══ DATA SHOWN ══

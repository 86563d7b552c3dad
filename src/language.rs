//! Language detection and code-boundary patterns.
//!
//! The language of a code document is derived purely from the file
//! extension of its locator. Only JavaScript, TypeScript, Python and Java
//! carry boundary patterns; every other language has an empty set and is
//! split by size alone.

use regex::Regex;
use std::path::Path;
use std::sync::OnceLock;

/// Languages recognised by the extension lookup table.
#[derive(Debug, Clone, Copy, PartialEq, Eq, Hash)]
pub enum Language {
    JavaScript,
    TypeScript,
    Python,
    Java,
    Cpp,
    C,
    Go,
    Rust,
    Php,
    Ruby,
    Bash,
    Text,
}

impl Language {
    /// Detect language from a file extension (case-insensitive).
    pub fn from_extension(ext: &str) -> Self {
        match ext.to_lowercase().as_str() {
            "js" | "jsx" => Language::JavaScript,
            "ts" | "tsx" => Language::TypeScript,
            "py" => Language::Python,
            "java" => Language::Java,
            "cpp" => Language::Cpp,
            "c" => Language::C,
            "go" => Language::Go,
            "rs" => Language::Rust,
            "php" => Language::Php,
            "rb" => Language::Ruby,
            "sh" => Language::Bash,
            _ => Language::Text,
        }
    }

    /// Detect language from a locator (path, file name or URL).
    pub fn from_locator(locator: &str) -> Self {
        Path::new(locator)
            .extension()
            .and_then(|ext| ext.to_str())
            .map(Self::from_extension)
            .unwrap_or(Language::Text)
    }

    pub fn as_str(self) -> &'static str {
        match self {
            Language::JavaScript => "javascript",
            Language::TypeScript => "typescript",
            Language::Python => "python",
            Language::Java => "java",
            Language::Cpp => "cpp",
            Language::C => "c",
            Language::Go => "go",
            Language::Rust => "rust",
            Language::Php => "php",
            Language::Ruby => "ruby",
            Language::Bash => "bash",
            Language::Text => "text",
        }
    }

    /// True for every language except the `text` fallback.
    pub fn is_code(self) -> bool {
        self != Language::Text
    }

    /// Top-level declaration openers that start a new code chunk.
    pub fn boundary_patterns(self) -> &'static [Regex] {
        static JS: OnceLock<Vec<Regex>> = OnceLock::new();
        static TS: OnceLock<Vec<Regex>> = OnceLock::new();
        static PY: OnceLock<Vec<Regex>> = OnceLock::new();
        static JAVA: OnceLock<Vec<Regex>> = OnceLock::new();

        match self {
            Language::JavaScript => JS.get_or_init(|| {
                compile(&[r"^(function|class|const|let|var)\s", r"^export\s", r"^import\s"])
            }),
            Language::TypeScript => TS.get_or_init(|| {
                compile(&[
                    r"^(function|class|interface|type|const|let|var)\s",
                    r"^export\s",
                    r"^import\s",
                ])
            }),
            Language::Python => {
                PY.get_or_init(|| compile(&[r"^(def|class)\s", r"^import\s", r"^from\s"]))
            }
            Language::Java => JAVA.get_or_init(|| {
                compile(&[
                    r"^(public|private|protected)?\s*(class|interface|enum)\s",
                    r"^import\s",
                ])
            }),
            _ => &[],
        }
    }

    /// Whether `line` opens a new code unit. Leading and trailing
    /// whitespace is ignored.
    pub fn is_boundary(self, line: &str) -> bool {
        let trimmed = line.trim();
        self.boundary_patterns().iter().any(|re| re.is_match(trimmed))
    }
}

fn compile(patterns: &[&str]) -> Vec<Regex> {
    // Fixed literals, checked by `test_all_patterns_compile`.
    patterns.iter().filter_map(|p| Regex::new(p).ok()).collect()
}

═══

YOUR ASSIGNMENT: Search the entries for the word "JavaScript", then list each line that holds it.

RESULT:
//! extension of its locator. Only JavaScript, TypeScript, Python and Java
    JavaScript,
            "js" | "jsx" => Language::JavaScript,
            Language::JavaScript => "javascript",
            Language::JavaScript => JS.get_or_init(|| {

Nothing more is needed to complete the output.